Medical Park'ın yarısı halka arz edilecek

Türkiye merkezli en büyük özel sermaye fonlarından olan Turkven'in CEO'su Seymur Tarı, ortak oldukları hastane grubu Medical Park'ın yarısına yakınının halka arz edileceğini açıkladı.

Türkiye merkezli en büyük özel sermaye fonlarından olan Turkven'in CEO'su Seymur Tarı, ortak oldukları hastane grubu Medical Park'ın yarısına yakınının halka arz edileceğini ve sürecin 2018'de bitmiş olacağını belirterek; işlem büyüklüğünün Mavi'nin arzını üçe katlamasını beklediklerini söyledi.

Tarı, Reuters ile söyleşisinde 2012 yılında kurdukları üçüncü fonda hâlâ yatırıma yönlendirdikleri para olduğunu ve gelecek yıl 50 ile 400 milyon dolar aralığında 3-4 satın alma yapabileceklerini söyledi. Tarı, bunun ardından 1 milyar doları aşacak yeni bir fon oluşturabileceklerini de ifade etti.

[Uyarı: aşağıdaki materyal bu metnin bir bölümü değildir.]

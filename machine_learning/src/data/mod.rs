//! CIFAR-10 loading, augmentation, sampling and parallel batching.

mod cifar;
mod dataloader;
mod sampler;
mod shard;
mod transforms;

pub use cifar::{CIFAR10_CLASSES, Cifar10, IMAGE_BYTES, IMAGE_CHANNELS, IMAGE_SIDE};
pub use dataloader::{Batch, DataLoader};
pub use sampler::Sampler;
pub use shard::ShardSpec;
pub use transforms::{Image, Pipeline, Transform};

/// Derives an independent seed for one sample of one epoch.
///
/// The result only depends on its arguments, which makes augmentations
/// reproducible regardless of how samples are spread over threads.
pub fn sample_seed(seed: u64, epoch: usize, index: usize) -> u64 {
    let mut z = seed
        ^ (epoch as u64).wrapping_mul(0x9E37_79B9_7F4A_7C15)
        ^ (index as u64).wrapping_mul(0xC2B2_AE3D_27D4_EB4F);

    // splitmix64 finalizer
    z = (z ^ (z >> 30)).wrapping_mul(0xBF58_476D_1CE4_E5B9);
    z = (z ^ (z >> 27)).wrapping_mul(0x94D0_49BB_1331_11EB);
    z ^ (z >> 31)
}
use std::{
    fs,
    io::{self, ErrorKind},
    path::{Path, PathBuf},
};

use log::info;

use crate::{MlErr, Result};

pub const IMAGE_CHANNELS: usize = 3;
pub const IMAGE_SIDE: usize = 32;
pub const IMAGE_BYTES: usize = IMAGE_CHANNELS * IMAGE_SIDE * IMAGE_SIDE;

const RECORD_BYTES: usize = 1 + IMAGE_BYTES;
const BATCHES_DIR: &str = "cifar-10-batches-bin";
const TRAIN_FILES: [&str; 5] = [
    "data_batch_1.bin",
    "data_batch_2.bin",
    "data_batch_3.bin",
    "data_batch_4.bin",
    "data_batch_5.bin",
];
const TEST_FILE: &str = "test_batch.bin";
const META_FILE: &str = "batches.meta.txt";

pub const CIFAR10_CLASSES: [&str; 10] = [
    "airplane",
    "automobile",
    "bird",
    "cat",
    "deer",
    "dog",
    "frog",
    "horse",
    "ship",
    "truck",
];

/// The CIFAR-10 binary distribution held in memory.
///
/// Every image is stored as `3×32×32` bytes, channel planes in RGB order,
/// each plane row-major.
#[derive(Debug, Clone)]
pub struct Cifar10 {
    images: Vec<u8>,
    labels: Vec<u8>,
    classes: Vec<String>,
}

impl Cifar10 {
    /// Reads the train or test split.
    ///
    /// # Arguments
    /// * `root` - Either the `cifar-10-batches-bin` directory or its parent.
    /// * `train` - Whether to load the five training batches or the test batch.
    ///
    /// # Returns
    /// The loaded split, an io error if a batch file is missing or a
    /// `MalformedDataset` error if its contents aren't whole records.
    pub fn load(root: &Path, train: bool) -> Result<Self> {
        let dir = batches_dir(root);
        let files: &[&str] = if train { &TRAIN_FILES } else { &[TEST_FILE] };

        let mut images = Vec::new();
        let mut labels = Vec::new();

        for file in files {
            let path = dir.join(file);
            let raw = fs::read(&path).map_err(|e| {
                io::Error::new(e.kind(), format!("reading {}: {e}", path.display()))
            })?;

            if raw.len() % RECORD_BYTES != 0 {
                return Err(MlErr::MalformedDataset(format!(
                    "{} holds {} bytes, not a multiple of the {RECORD_BYTES} byte records",
                    path.display(),
                    raw.len()
                )));
            }

            for record in raw.chunks_exact(RECORD_BYTES) {
                labels.push(record[0]);
                images.extend_from_slice(&record[1..]);
            }
        }

        let classes = read_classes(&dir)?;
        if let Some(&bad) = labels.iter().find(|&&l| l as usize >= classes.len()) {
            return Err(MlErr::MalformedDataset(format!(
                "label {bad} is out of range for {} classes",
                classes.len()
            )));
        }

        info!(train = train, samples = labels.len(); "loaded cifar10 from {}", dir.display());
        Ok(Self {
            images,
            labels,
            classes,
        })
    }

    #[inline]
    pub fn len(&self) -> usize {
        self.labels.len()
    }

    #[inline]
    pub fn is_empty(&self) -> bool {
        self.labels.is_empty()
    }

    /// The raw bytes of the image at `idx` (panics if out of bounds).
    #[inline]
    pub fn image(&self, idx: usize) -> &[u8] {
        &self.images[idx * IMAGE_BYTES..(idx + 1) * IMAGE_BYTES]
    }

    #[inline]
    pub fn label(&self, idx: usize) -> usize {
        self.labels[idx] as usize
    }

    pub fn classes(&self) -> &[String] {
        &self.classes
    }
}

fn batches_dir(root: &Path) -> PathBuf {
    let nested = root.join(BATCHES_DIR);
    if nested.is_dir() {
        nested
    } else {
        root.to_path_buf()
    }
}

fn read_classes(dir: &Path) -> Result<Vec<String>> {
    let canonical = || CIFAR10_CLASSES.iter().map(|c| c.to_string()).collect();

    match fs::read_to_string(dir.join(META_FILE)) {
        Ok(meta) => {
            let classes: Vec<String> = meta
                .lines()
                .map(str::trim)
                .filter(|l| !l.is_empty())
                .map(String::from)
                .collect();

            Ok(if classes.is_empty() {
                canonical()
            } else {
                classes
            })
        }
        Err(e) if e.kind() == ErrorKind::NotFound => Ok(canonical()),
        Err(e) => Err(e.into()),
    }
}

#[cfg(test)]
mod tests {
    use super::*;

    fn record(label: u8, fill: u8) -> Vec<u8> {
        let mut r = vec![fill; RECORD_BYTES];
        r[0] = label;
        r
    }

    #[test]
    fn reads_records_and_canonical_classes() {
        let dir = tempfile::tempdir().unwrap();
        let batches = dir.path().join(BATCHES_DIR);
        fs::create_dir(&batches).unwrap();

        let raw = [record(3, 7), record(9, 200)].concat();
        fs::write(batches.join(TEST_FILE), raw).unwrap();

        let test = Cifar10::load(dir.path(), false).unwrap();
        assert_eq!(test.len(), 2);
        assert_eq!(test.label(1), 9);
        assert!(test.image(1).iter().all(|&p| p == 200));
        assert_eq!(test.classes()[3], "cat");
    }

    #[test]
    fn missing_and_truncated_files_fail() {
        let dir = tempfile::tempdir().unwrap();
        assert!(matches!(
            Cifar10::load(dir.path(), true),
            Err(MlErr::Io(_))
        ));

        fs::write(dir.path().join(TEST_FILE), vec![0; RECORD_BYTES + 5]).unwrap();
        assert!(matches!(
            Cifar10::load(dir.path(), false),
            Err(MlErr::MalformedDataset(_))
        ));
    }

    #[test]
    fn class_names_come_from_the_meta_file() {
        let dir = tempfile::tempdir().unwrap();
        fs::write(dir.path().join(TEST_FILE), record(1, 0)).unwrap();
        fs::write(dir.path().join(META_FILE), "a\nb\n\n").unwrap();

        let test = Cifar10::load(dir.path(), false).unwrap();
        assert_eq!(test.classes(), ["a", "b"]);
    }
}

 Bu yıl içinde Mavi Giyim'i Borsa İstanbul'da, Domino's Pizza'nın Türkiye ve Rusya ana franchise'ı DP Eurasia'yı Londra'da halka arz ettikten sonra Türkiye'ye yönelen yatırımcı ilgisinden faydalanarak Medical Park'ın yarıya yakınını halk arz edeceklerini ifade eden Tarı, "Halka arz büyüklüğünün Mavi'yi üçe katlamasını bekliyoruz. Halka arzı 2018'de bitirmiş oluruz" dedi.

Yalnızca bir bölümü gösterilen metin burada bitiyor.